Aprons are protection—from spills, dirt, baby vomit and poop, household cleaners, and ugly coffee stains.  If you go into any trendy retro store anywhere—say Frederick, Maryland—you will again find the cutest and most expensive aprons on sale everywhere. They are “in” again.   Why?  Because they are tools, and like any other tool (a rake, a pick ax, a hammer, or a wrench), they serve a very practical purpose: they enable us to focus on a task and get the job done while avoiding the "extra work" of having to do even MORE laundry.  It's a win-win.  If you notice, all of the male chefs wear either aprons or coats.  We women are much smarter—why wear a coat when an apron works better?  Here is a brief history of aprons for anyone who wants to learn more:

Brief History of Aprons

So isn’t it time that we “untangled” some of the false stereotypes around aprons and the image of women with young children clinging to them by their apron strings?
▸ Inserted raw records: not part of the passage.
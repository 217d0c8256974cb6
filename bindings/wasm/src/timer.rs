use std::time::Duration;

use js_sys::Function;
use wasm_bindgen::{prelude::*, JsCast};

use crate::{common::*, session::SharedSession};

/// A running marker animation driven by `setInterval`.
/// Cleared on `stop()` or when garbage-collected from JS.
#[wasm_bindgen]
pub struct WasmAnimation {
    interval_id: Option<i32>,
    _tick: Closure<dyn FnMut()>,
}

impl WasmAnimation {
    pub(crate) fn start(session: SharedSession, period: Duration, on_step: Function) -> Result<WasmAnimation, JsValue> {
        let window = web_sys::window().ok_or_else(|| js_err("no global window"))?;
        let timeout = i32::try_from(period.as_millis()).map_err(js_err)?;

        let tick = Closure::<dyn FnMut()>::new(move || {
            // Skip the frame if another handler holds the session.
            let Ok(mut session) = session.try_borrow_mut() else { return };
            let style = to_js(&session.step_animation());
            drop(session);
            notify(&on_step, style);
        });

        let interval_id = window.set_interval_with_callback_and_timeout_and_arguments_0(
            tick.as_ref().unchecked_ref(),
            timeout,
        )?;
        Ok(WasmAnimation { interval_id: Some(interval_id), _tick: tick })
    }

    fn clear(&mut self) {
        if let (Some(id), Some(window)) = (self.interval_id.take(), web_sys::window()) {
            window.clear_interval_with_handle(id);
        }
    }
}

#[wasm_bindgen]
impl WasmAnimation {
    pub fn is_running(&self) -> bool { self.interval_id.is_some() }

    pub fn stop(&mut self) { self.clear(); }
}

impl Drop for WasmAnimation {
    fn drop(&mut self) { self.clear(); }
}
Here is the truth about aprons in the 21st century.  When you take off your apron, it will reveal a clean and unstained business suit or doctor’s coat or engineer’s hard hat or construction worker’s shirt and pressed khakis.  It could also reveal your bathing suit or pjs or yoga pants—your choice—and wasn’t the whole purpose of feminism to give us choices and set us free from the worn out myths about women and power?  As for those children clinging to our apron strings—good luck trying to stop them from playing on their iPads or cell phones long enough to even notice that we are in the room.  For a trip down Memory Lane, here is a sweet and sad song about babies and apron strings from the 1980s movie She’s Having A Baby:

Sappy Apron Song





1 comment:

  1. Jayne's right - aprons are tools that help whoever wears them stay clean while cooking AND look good. An attractive, clean, well-made apron shows you mean business in the kitchen and that you have respect for yourself and your efforts. That is exactly what Women's Liberation was/is about: valuing your contributions to your family, your friends and the world. And looking good while doing it is just a bonus.